Monday, November 24, 2008

great article on merb-auth

angryamoeba has written up a nice explanation and tutorial of merb-auth over at his blog. If you've been curious about how the pieces fit together, or just want to get merb-auth up and running, take a moment and head over.

Friday, November 14, 2008

I launched a site today

It takes a number and divides it by 86,400. The next iteration will include functionality to take a number and multiply by 86,400. Amazing right?

The site has no design. I don't have a business plan. I don't have sales, marketing, QA, or anyone else. And I couldn't care less.

I realized today that I agree with "release early, release often", that I try to live by those words when I can, but as a developer you only have so much control over what your boss thinks, plans, schedules, and so on. At night you're perfectly free to release any sort of crap you want, when you want to, and similar to my recent post on testing, I've realized I need to just get over my desire to perfect things and refactor ad infinitum, and just ship something.

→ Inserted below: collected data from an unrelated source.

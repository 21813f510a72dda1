//! Core evaluation modules

pub mod contingency;
pub mod evaluate;
pub mod extent;
pub mod harmonize;
pub mod metrics;
pub mod rasterize;
pub mod reproject;
pub mod water_bodies;

// Re-export main types
pub use contingency::{Classification, ContingencyClassifier, ContingencyMap};
pub use evaluate::{partition_outcomes, CaseReport, EvaluationParams, FimEvaluator};
pub use extent::{Extent, ExtentInputs, ExtentStrategy};
pub use harmonize::{HarmonizeParams, Harmonizer};
pub use metrics::{metrics_from_contingency_file, ConfusionCounts, EvaluationMetrics, MetricsTable};
pub use rasterize::{clip, rasterize, BurnRule};
pub use water_bodies::WaterBodyMask;
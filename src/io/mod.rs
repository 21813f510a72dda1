//! GDAL-backed I/O: rasters, polygon layers and case folders

pub mod case;
pub mod raster;
pub mod vector;

pub use case::{case_dirs, find_aoi_file, is_benchmark, split_case, CaseRasters};
pub use raster::{inspect, read_contingency, read_raster, write_raster, RasterInfo};
pub use vector::{read_polygons, write_polygons, PolygonLayer};
//! Polygon burning and polygon clipping on raster grids

use crate::types::{FimError, FimResult, GridSpec, Raster};
use gdal::raster::RasterizeOptions;
use gdal::vector::ToGdal;
use gdal::DriverManager;
use geo::Polygon;
use ndarray::{s, Array2};

/// Tolerance, in pixels, for extent bounds that fall exactly on cell edges
const PIXEL_EPSILON: f64 = 1e-9;

/// Which cells a polygon claims
#[derive(Debug, Clone, Copy, PartialEq, Eq)]
pub enum BurnRule {
    /// Cells whose centre lies inside the polygon
    CellCenter,
    /// Every cell the polygon or its outline touches (GDAL `ALL_TOUCHED`)
    AllTouched,
}

type Ring = Vec<(f64, f64)>;

/// Rings of a polygon in fractional (col, row) pixel coordinates
fn pixel_rings(polygon: &Polygon<f64>, grid: &GridSpec) -> Vec<Ring> {
    std::iter::once(polygon.exterior())
        .chain(polygon.interiors())
        .map(|ring| {
            ring.0
                .iter()
                .map(|c| grid.transform.map_to_pixel(c.x, c.y))
                .collect()
        })
        .collect()
}

/// Boolean mask of the cells claimed by any of `polygons`. The polygons are
/// burned by GDAL into an in-memory byte band laid over `grid`; they must be
/// in the grid's CRS.
pub fn rasterize(
    polygons: &[Polygon<f64>],
    grid: &GridSpec,
    rule: BurnRule,
) -> FimResult<Array2<bool>> {
    let (rows, cols) = (grid.rows, grid.cols);
    if rows == 0 || cols == 0 || polygons.is_empty() {
        return Ok(Array2::from_elem((rows, cols), false));
    }

    let driver = DriverManager::get_driver_by_name("MEM")?;
    let mut dataset = driver.create_with_band_type::<u8, _>("", cols as isize, rows as isize, 1)?;
    dataset.set_geo_transform(&grid.transform.to_gdal())?;
    dataset.set_projection(grid.crs.wkt())?;

    let geometries = polygons
        .iter()
        .map(|p| p.to_gdal())
        .collect::<Result<Vec<_>, _>>()?;
    let burn_values = vec![1.0; geometries.len()];
    let options = RasterizeOptions {
        all_touched: rule == BurnRule::AllTouched,
        ..Default::default()
    };
    gdal::raster::rasterize(&mut dataset, &[1], &geometries, &burn_values, Some(options))?;

    let burned = dataset
        .rasterband(1)?
        .read_as::<u8>((0, 0), (cols, rows), (cols, rows), None)?;
    Ok(Array2::from_shape_vec((rows, cols), burned.data)?.mapv(|v| v != 0))
}

/// Pixel window (row_offset, col_offset, rows, cols) of `grid` covering the
/// bounds of `polygons`, rounded outwards and limited to the grid
pub fn extent_window(
    polygons: &[Polygon<f64>],
    grid: &GridSpec,
) -> Option<(usize, usize, usize, usize)> {
    let mut min = (f64::MAX, f64::MAX);
    let mut max = (f64::MIN, f64::MIN);
    for polygon in polygons {
        for (col, row) in pixel_rings(polygon, grid).into_iter().flatten() {
            min = (min.0.min(col), min.1.min(row));
            max = (max.0.max(col), max.1.max(row));
        }
    }

    let col_start = (min.0 + PIXEL_EPSILON).floor().max(0.0);
    let row_start = (min.1 + PIXEL_EPSILON).floor().max(0.0);
    let col_end = (max.0 - PIXEL_EPSILON).ceil().min(grid.cols as f64);
    let row_end = (max.1 - PIXEL_EPSILON).ceil().min(grid.rows as f64);
    if !(col_start < col_end && row_start < row_end) {
        return None;
    }
    Some((
        row_start as usize,
        col_start as usize,
        (row_end - row_start) as usize,
        (col_end - col_start) as usize,
    ))
}

/// A raster cropped to a polygon set, with the cells the polygons claim
#[derive(Debug, Clone)]
pub struct Clipped<T> {
    pub raster: Raster<T>,
    pub inside: Array2<bool>,
}

/// Crop `raster` to the bounding window of `polygons` and mark the cells
/// they claim under `rule`. Fails when the polygons miss the raster.
pub fn clip<T: Copy>(
    raster: &Raster<T>,
    polygons: &[Polygon<f64>],
    rule: BurnRule,
) -> FimResult<Clipped<T>> {
    let (row_off, col_off, rows, cols) = extent_window(polygons, &raster.grid).ok_or_else(|| {
        FimError::EmptyExtent("comparison extent does not overlap the raster".to_string())
    })?;

    let data = raster
        .data
        .slice(s![row_off..row_off + rows, col_off..col_off + cols])
        .to_owned();
    let grid = GridSpec::new(
        rows,
        cols,
        raster.grid.transform.offset(row_off, col_off),
        raster.grid.crs.clone(),
    );
    let inside = rasterize(polygons, &grid, rule)?;
    if !inside.iter().any(|&claimed| claimed) {
        return Err(FimError::EmptyExtent(
            "comparison extent covers no raster cell".to_string(),
        ));
    }

    Ok(Clipped {
        raster: Raster::new(data, grid, raster.nodata)?,
        inside,
    })
}
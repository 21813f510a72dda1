use crate::core::rasterize::{rasterize, BurnRule};
use crate::core::reproject::Reprojector;
use crate::io::vector::read_polygons;
use crate::types::{BoundingBox, Crs, FimError, FimResult, GridSpec};
use geo::{BoundingRect, Polygon};
use ndarray::Array2;
use std::path::Path;

/// Permanent water body polygons. Read-only once loaded; cells inside them
/// count neither as a model error nor as a benchmark error.
#[derive(Debug, Clone)]
pub struct WaterBodyMask {
    polygons: Vec<Polygon<f64>>,
    crs: Option<Crs>,
}

impl WaterBodyMask {
    /// Load the polygons of a vector dataset in any CRS GDAL understands
    pub fn from_file<P: AsRef<Path>>(path: P) -> FimResult<Self> {
        let path = path.as_ref();
        log::info!("Loading permanent water bodies: {}", path.display());

        let layer = read_polygons(path)?;
        if layer.polygons.is_empty() {
            return Err(FimError::input(
                path.display().to_string(),
                "permanent water body dataset contains no polygons",
            ));
        }
        if layer.crs.is_none() {
            log::warn!(
                "{} has no CRS; assuming it matches each raster under test",
                path.display()
            );
        }
        Ok(Self {
            polygons: layer.polygons,
            crs: layer.crs,
        })
    }

    pub fn from_polygons(polygons: Vec<Polygon<f64>>, crs: Crs) -> Self {
        Self {
            polygons,
            crs: Some(crs),
        }
    }

    /// A mask that excludes nothing
    pub fn none() -> Self {
        Self {
            polygons: Vec::new(),
            crs: None,
        }
    }

    pub fn is_empty(&self) -> bool {
        self.polygons.is_empty()
    }

    pub fn polygons(&self) -> &[Polygon<f64>] {
        &self.polygons
    }

    /// Copy of the mask expressed in `target`, keeping only the polygons
    /// that reach `bounds` (given in `target`). Polygons that cannot be
    /// transformed into `target` are skipped.
    pub fn reprojected_within(&self, target: &Crs, bounds: &BoundingBox) -> FimResult<Self> {
        let Some(source) = self.crs.as_ref().filter(|_| !self.polygons.is_empty()) else {
            return Ok(Self {
                polygons: self.polygons.clone(),
                crs: Some(target.clone()),
            });
        };

        let local_bounds = Reprojector::new(target, source)?.transform_bounds(bounds)?;
        let reprojector = Reprojector::new(source, target)?;
        let mut polygons = Vec::new();
        for polygon in &self.polygons {
            let Some(rect) = polygon.bounding_rect() else {
                continue;
            };
            let rect = BoundingBox::new(rect.min().x, rect.min().y, rect.max().x, rect.max().y);
            if !rect.intersects(&local_bounds) {
                continue;
            }
            match reprojector.transform_polygon(polygon) {
                Ok(moved) => polygons.push(moved),
                Err(e) => log::debug!("Skipping water body at {:?}: {}", rect, e),
            }
        }

        log::debug!(
            "{} of {} water bodies reach the raster in {}",
            polygons.len(),
            self.polygons.len(),
            target.label()
        );
        Ok(Self {
            polygons,
            crs: Some(target.clone()),
        })
    }

    /// Cells of `grid` whose centre lies inside a water body. The mask must
    /// already be in the grid's CRS.
    pub fn cells(&self, grid: &GridSpec) -> FimResult<Array2<bool>> {
        if let Some(crs) = &self.crs {
            if !self.polygons.is_empty() && !crs.is_same(&grid.crs) {
                return Err(FimError::Processing(format!(
                    "water body mask is in {} but the grid is in {}",
                    crs.label(),
                    grid.crs.label()
                )));
            }
        }
        rasterize(&self.polygons, grid, BurnRule::CellCenter)
    }
}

So the site is simple. It basically does nothing right now but convert the number of requests per day into what it'd be in requests per second. This came out of a discussion with Topfunky who was wondering what 8 million requests a day would be in RPS. It was a perfect example feature to spawn the launch of www.builtbythenet.com

The idea is simple--GitHub brings you "Social Code Hosting" right? Well, think of this as Social Site Building. Users can submit feature requests at http://builtbythenet.uservoice.com/, vote for other's ideas, and take part in building a site like never before, because not only do the users drive development, the code is completely open: http://github.com/jackdempsey/builtbythenet/tree/master

People often say "I'd love to learn Merb, but am tired of building blogs. What should I build?" Well, now you have something else to try out. I imagine, at least I hope, that over time some great ideas will come out of the ether. The possibilities are endless. The 'goal' in my mind is less about what the end result is, and more about the process and the features along the way. I don't think this will ever be finished. Maybe in a few weeks it'll fall flat on its face and oh no, I'm out a $9.95 domain name. But at least I'll have tried...and if all that comes of this is another example of some Merb code, that's good enough for me.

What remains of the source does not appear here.